Un petit motif de piano a ouvert «Playing Yoself», un bref morceau sorti l’année dernière. C’était la moindre chanson sur Liim Lasalle t’aimele premier album du titulaire de 22 ans, qui a ensuite fait une observation – « Je chante comme si j’étais le négro qui joue du piano » – qui faisait également office de déclaration d’intention. Liim est précoce et charmant, un élève A+ à l’école des prodiges amoureux : des frères peinés s’évanouissant – ou bouillonnant – sur les pianos grands et petits, de Stevie Wonder frappant les orgues à Odd Future écrasant les contrôleurs MIDI. Mais Liim n’est pas toujours pianiste, ni toujours chanteur : il perçoit la musique « différemment » et le prouve en l’interprétant de diverses manières.

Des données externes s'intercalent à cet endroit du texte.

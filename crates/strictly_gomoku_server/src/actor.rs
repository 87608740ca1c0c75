//! Single-writer task that owns a match.
//!
//! Every hook on a [`MatchHandle`] becomes a command on the match's queue,
//! so commands for one match are applied strictly one at a time. Outbound
//! events are encoded once and pushed to per-connection sinks without
//! waiting on them.

use crate::protocol::encode_event;
use crate::session::{MatchId, MatchSession, Outbound};
use derive_more::{Display, Error};
use std::collections::HashMap;
use std::sync::Arc;
use strictly_gomoku::{MatchState, PlayerId};
use tokio::sync::{mpsc, oneshot};
use tokio::task::JoinHandle;
use tracing::{debug, error, info, instrument, warn};

/// One encoded outbound frame, shared between recipients.
pub type Frame = Arc<str>;

/// Where a connection receives its frames.
pub type FrameSink = mpsc::UnboundedSender<Frame>;

/// Identifies one connection of a participant within a match.
///
/// A participant that connects again gets a new ID, and disconnects still
/// carrying the old one are ignored.
pub type ConnectionId = u64;

enum MatchCommand {
    Connect {
        player_id: PlayerId,
        display_name: String,
        sink: FrameSink,
        ack: oneshot::Sender<ConnectionId>,
    },
    Disconnect {
        player_id: PlayerId,
        connection: ConnectionId,
    },
    Receive {
        player_id: PlayerId,
        bytes: Vec<u8>,
    },
    Snapshot {
        reply: oneshot::Sender<MatchState>,
    },
}

/// The match task has stopped.
#[derive(Debug, Clone, Display, Error)]
#[display("Match {} is closed", match_id)]
pub struct MatchClosed {
    /// The closed match.
    pub match_id: MatchId,
}

/// Cloneable handle to a running match.
#[derive(Debug, Clone)]
pub struct MatchHandle {
    id: MatchId,
    tx: mpsc::Sender<MatchCommand>,
}

impl std::fmt::Debug for MatchCommand {
    fn fmt(&self, f: &mut std::fmt::Formatter<'_>) -> std::fmt::Result {
        match self {
            MatchCommand::Connect { player_id, .. } => write!(f, "Connect({player_id})"),
            MatchCommand::Disconnect {
                player_id,
                connection,
            } => write!(f, "Disconnect({player_id}, #{connection})"),
            MatchCommand::Receive { player_id, bytes } => {
                write!(f, "Receive({player_id}, {} bytes)", bytes.len())
            }
            MatchCommand::Snapshot { .. } => write!(f, "Snapshot"),
        }
    }
}

impl MatchHandle {
    /// Spawns the task for `session`.
    ///
    /// When the last participant leaves and no command is waiting, the task
    /// stops and, if `on_empty` is given, reports the match ID there.
    #[instrument(skip(session, on_empty), fields(match_id = %session.id()))]
    pub fn spawn(
        session: MatchSession,
        queue_capacity: usize,
        on_empty: Option<mpsc::UnboundedSender<MatchId>>,
    ) -> (Self, JoinHandle<()>) {
        let (tx, rx) = mpsc::channel(queue_capacity.max(1));
        let id = session.id().to_string();
        let task = tokio::spawn(run(session, rx, on_empty));
        info!("Match task spawned");
        (Self { id, tx }, task)
    }

    /// Match ID.
    pub fn id(&self) -> &str {
        &self.id
    }

    /// True once the task has stopped.
    pub fn is_closed(&self) -> bool {
        self.tx.is_closed()
    }

    fn closed(&self) -> MatchClosed {
        MatchClosed {
            match_id: self.id.clone(),
        }
    }

    async fn send(&self, command: MatchCommand) -> Result<(), MatchClosed> {
        self.tx.send(command).await.map_err(|_| self.closed())
    }

    /// Registers a connection and the sink its frames go to.
    ///
    /// Returns once the match has applied the connection. A connection
    /// that raced with the match closing yields [`MatchClosed`].
    #[instrument(skip(self, sink), fields(match_id = %self.id))]
    pub async fn connect(
        &self,
        player_id: &str,
        display_name: &str,
        sink: FrameSink,
    ) -> Result<ConnectionId, MatchClosed> {
        let (ack, applied) = oneshot::channel();
        self.send(MatchCommand::Connect {
            player_id: player_id.to_string(),
            display_name: display_name.to_string(),
            sink,
            ack,
        })
        .await?;
        applied.await.map_err(|_| self.closed())
    }

    /// Drops a connection.
    ///
    /// Ignored when `player_id` has connected again since `connection`.
    #[instrument(skip(self), fields(match_id = %self.id))]
    pub async fn disconnect(
        &self,
        player_id: &str,
        connection: ConnectionId,
    ) -> Result<(), MatchClosed> {
        self.send(MatchCommand::Disconnect {
            player_id: player_id.to_string(),
            connection,
        })
        .await
    }

    /// Delivers raw bytes received from a connection.
    #[instrument(skip(self, bytes), fields(match_id = %self.id, len = bytes.len()))]
    pub async fn receive(&self, player_id: &str, bytes: Vec<u8>) -> Result<(), MatchClosed> {
        self.send(MatchCommand::Receive {
            player_id: player_id.to_string(),
            bytes,
        })
        .await
    }

    /// Current state, after every command queued before this call.
    pub async fn snapshot(&self) -> Result<MatchState, MatchClosed> {
        let (reply, rx) = oneshot::channel();
        self.send(MatchCommand::Snapshot { reply }).await?;
        rx.await.map_err(|_| self.closed())
    }
}

async fn run(
    mut session: MatchSession,
    mut rx: mpsc::Receiver<MatchCommand>,
    on_empty: Option<mpsc::UnboundedSender<MatchId>>,
) {
    let mut sinks: HashMap<PlayerId, (ConnectionId, FrameSink)> = HashMap::new();
    let mut next_connection: ConnectionId = 0;

    while let Some(command) = rx.recv().await {
        debug!(match_id = %session.id(), ?command, "Processing command");
        let outbound = match command {
            MatchCommand::Connect {
                player_id,
                display_name,
                sink,
                ack,
            } => {
                next_connection += 1;
                if ack.send(next_connection).is_ok() {
                    sinks.insert(player_id.clone(), (next_connection, sink));
                    session.register_participant(&player_id, &display_name)
                } else {
                    debug!(match_id = %session.id(), %player_id, "Connect abandoned by caller");
                    Vec::new()
                }
            }
            MatchCommand::Disconnect {
                player_id,
                connection,
            } => match sinks.get(&player_id) {
                Some((current, _)) if *current == connection => {
                    sinks.remove(&player_id);
                    session.disconnect(&player_id)
                }
                _ => {
                    debug!(
                        match_id = %session.id(),
                        %player_id,
                        connection,
                        "Stale disconnect ignored"
                    );
                    Vec::new()
                }
            },
            MatchCommand::Receive { player_id, bytes } => {
                if !sinks.contains_key(&player_id) {
                    warn!(
                        match_id = %session.id(),
                        %player_id,
                        "Frame from unconnected participant"
                    );
                }
                session.handle(&player_id, &bytes)
            }
            MatchCommand::Snapshot { reply } => {
                let _ = reply.send(session.state().clone());
                Vec::new()
            }
        };
        deliver(session.id(), &sinks, outbound);

        if session.roster().is_empty() && rx.is_empty() {
            info!(match_id = %session.id(), "Roster empty, closing match");
            break;
        }
    }

    // Anything that slipped in after the last check is dropped, which
    // fails pending connects so their callers look the match up again.
    rx.close();
    while let Some(command) = rx.recv().await {
        debug!(match_id = %session.id(), ?command, "Dropping command for closed match");
    }

    if let Some(on_empty) = on_empty
        && on_empty.send(session.id().to_string()).is_err()
    {
        debug!(match_id = %session.id(), "Registry gone before match closed");
    }
}

fn deliver(
    match_id: &str,
    sinks: &HashMap<PlayerId, (ConnectionId, FrameSink)>,
    outbound: Vec<Outbound>,
) {
    for item in outbound {
        let frame: Frame = match encode_event(item.event()) {
            Ok(text) => text.into(),
            Err(e) => {
                error!(match_id, error = %e, "Failed to encode event");
                continue;
            }
        };
        match item {
            Outbound::Unicast { to, .. } => match sinks.get(&to) {
                Some((_, sink)) => push(match_id, &to, sink, frame),
                None => debug!(match_id, player_id = %to, "No sink for unicast recipient"),
            },
            Outbound::Broadcast(_) => {
                for (player_id, (_, sink)) in sinks {
                    push(match_id, player_id, sink, frame.clone());
                }
            }
        }
    }
}

fn push(match_id: &str, player_id: &str, sink: &FrameSink, frame: Frame) {
    if sink.send(frame).is_err() {
        debug!(match_id, player_id, "Sink closed, frame dropped");
    }
}

#[cfg(test)]
mod tests {
    use super::*;
    use crate::protocol::{ServerEvent, decode_event};
    use crate::session::MatchSettings;

    fn spawn() -> (MatchHandle, JoinHandle<()>) {
        MatchHandle::spawn(
            MatchSession::new("m1".into(), MatchSettings::default()),
            8,
            None,
        )
    }

    fn kind(frame: &Frame) -> Option<ServerEvent> {
        decode_event(frame.as_bytes()).unwrap()
    }

    #[tokio::test]
    async fn test_connect_delivers_join_and_snapshot() {
        let (handle, _task) = spawn();
        let (tx, mut rx) = mpsc::unbounded_channel();
        handle.connect("alice", "Alice", tx).await.unwrap();

        let first = rx.recv().await.unwrap();
        assert!(matches!(
            decode_event(first.as_bytes()).unwrap(),
            Some(ServerEvent::ParticipantJoined(_))
        ));
        let second = rx.recv().await.unwrap();
        assert!(matches!(
            decode_event(second.as_bytes()).unwrap(),
            Some(ServerEvent::StateUpdate(_))
        ));
        assert_eq!(handle.snapshot().await.unwrap().player1_id(), Some("alice"));
    }

    #[tokio::test]
    async fn test_task_stops_when_roster_empties() {
        let (report_tx, mut report_rx) = mpsc::unbounded_channel();
        let (handle, task) = MatchHandle::spawn(
            MatchSession::new("m2".into(), MatchSettings::default()),
            8,
            Some(report_tx),
        );
        let (tx, _rx) = mpsc::unbounded_channel();
        let connection = handle.connect("alice", "Alice", tx).await.unwrap();
        handle.disconnect("alice", connection).await.unwrap();

        task.await.unwrap();
        assert_eq!(report_rx.recv().await.as_deref(), Some("m2"));
        assert!(handle.is_closed());
        assert!(handle.snapshot().await.is_err());
    }

    #[tokio::test]
    async fn test_dropped_sink_does_not_stop_match() {
        let (handle, _task) = spawn();
        let (gone_tx, gone_rx) = mpsc::unbounded_channel();
        drop(gone_rx);
        handle.connect("alice", "Alice", gone_tx).await.unwrap();
        let (tx, _rx) = mpsc::unbounded_channel();
        handle.connect("bob", "Bob", tx).await.unwrap();
        assert_eq!(handle.snapshot().await.unwrap().player2_id(), Some("bob"));
    }

    #[tokio::test]
    async fn test_stale_disconnect_keeps_reconnected_player() {
        let (handle, _task) = spawn();
        let (first_tx, mut first_rx) = mpsc::unbounded_channel();
        let first = handle.connect("alice", "Alice", first_tx).await.unwrap();
        let (bob_tx, _bob_rx) = mpsc::unbounded_channel();
        handle.connect("bob", "Bob", bob_tx).await.unwrap();
        let (second_tx, mut second_rx) = mpsc::unbounded_channel();
        let second = handle.connect("alice", "Alice", second_tx).await.unwrap();
        assert_ne!(first, second);

        // The replaced sink is released, ending the old connection.
        while first_rx.recv().await.is_some() {}

        handle.disconnect("alice", first).await.unwrap();
        let state = handle.snapshot().await.unwrap();
        assert_eq!(state.player1_id(), Some("alice"));

        // The live connection still gets broadcasts.
        let (carol_tx, _carol_rx) = mpsc::unbounded_channel();
        handle.connect("carol", "Carol", carol_tx).await.unwrap();
        handle.snapshot().await.unwrap();
        let mut joined = Vec::new();
        while let Ok(frame) = second_rx.try_recv() {
            if let Some(ServerEvent::ParticipantJoined(j)) = kind(&frame) {
                joined.push(j.player_id);
            }
        }
        assert!(joined.contains(&"carol".to_string()));
        assert!(!second_rx.is_closed());
    }

    #[tokio::test]
    async fn test_connect_queued_behind_last_disconnect_is_applied() {
        let (report_tx, mut report_rx) = mpsc::unbounded_channel();
        let (handle, task) = MatchHandle::spawn(
            MatchSession::new("m3".into(), MatchSettings::default()),
            8,
            Some(report_tx),
        );
        let (alice_tx, _alice_rx) = mpsc::unbounded_channel();
        let alice = handle.connect("alice", "Alice", alice_tx).await.unwrap();

        // Both commands are queued before the task sees either of them.
        let (bob_tx, mut bob_rx) = mpsc::unbounded_channel();
        let (left, joined) = tokio::join!(
            handle.disconnect("alice", alice),
            handle.connect("bob", "Bob", bob_tx)
        );
        left.unwrap();
        joined.unwrap();

        let first = bob_rx.recv().await.unwrap();
        assert!(matches!(
            kind(&first),
            Some(ServerEvent::ParticipantJoined(j)) if j.player_id == "bob"
        ));
        assert!(!handle.is_closed());
        assert!(!task.is_finished());
        assert!(report_rx.try_recv().is_err());
    }
}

Il a passé son adolescence à Harlem, se gorgeant de vidéos de skate et de « conneries différentes » comme « Smashing Pumpkins et Kodak Black ». Aujourd’hui adulte, ses influences hétéroclites se sont figées dans le Los Angeles d’aujourd’hui : le désir narquois de Steve Lacy, les côtelettes loufoques d’Internet et la séquence amoureuse de Tyler, le Créateur, qui – l’avez-vous entendu ? – est un très grand fan.
En tant qu’habitant de Brooklyn avec un penchant pour le Pacifique, Liim est attrayant sur les deux côtes, bien que ses compétences transcendent ces binaires. Il chante sur des accords luxuriants et des lignes de basse hydrauliques, dans une cadence légère qui s’approfondit lorsqu’il rappe, dans des poussées jiggy sans effort. C’est un témoignage de sa musicalité qu’il cache souvent pour son message limité, « Playing Yoself » étant un exemple paradigmatique : « Je me demande ce qui se passe avec moi… Je me demande qui a couché avec moi. » Liim réfléchit encore à ces questions sur son nouvel album, Un jardin de tournesols à Harlem est difficile à trouverqui est superbement produit et parfois magnifique. Quand même, Tournesol invoque ses influences – jazz-funk et swag rap, Roy Ayers et SahBabii – avec beaucoup plus d’enthousiasme qu’il ne les expose, ce qui sous-estime à quel point ces influences sont éclectiques. Ceci, combiné au romantisme répétitif de Liim, en fait un disque agréable quoique légèrement inoubliable, le travail d’un savant qui cherche encore quoi faire – et dire – avec tout son talent.
Pas encore de score, soyez le premier à en ajouter.
Liim a grandi à la radio new-yorkaise, dont les DJ volubiles présidaient et criaient souvent sur une topographie musicale de la ville. Ses débuts ont fait écho à ces émissions avec des segments simulés et des chansons mercurielles, ce que l’on entend en regardant les brownstones passer à toute allure. Des pierres de touche similaires animent Tournesolqui rechape non seulement les sketches radio (« Ceci a été votre humble animateur : Liim Lasalle, l’enfant de l’affiche »), mais la voiture roule – comme sur « Right Ride », un hymne d’été pour la minorité titulaire de permis de sa ville. « Ride, ride, ride, ride », gazouille Liim, le faisant littéralement : chevauchant le refrain, tous les arpèges somptueux et les synthés scintillants, avec une seule syllabe répétée. Pendant ce temps, la rigidité de sa composition – du rap sur les couplets au « chevauchement » des refrains et retour à la hâte – dément la balade spacieuse dont il fait la publicité. Liim le cracheur se précipite hors de la scène ; Liim le chanteur revient en courant, pile à l’heure. Tous deux sont talentueux et aucun ne peut respirer.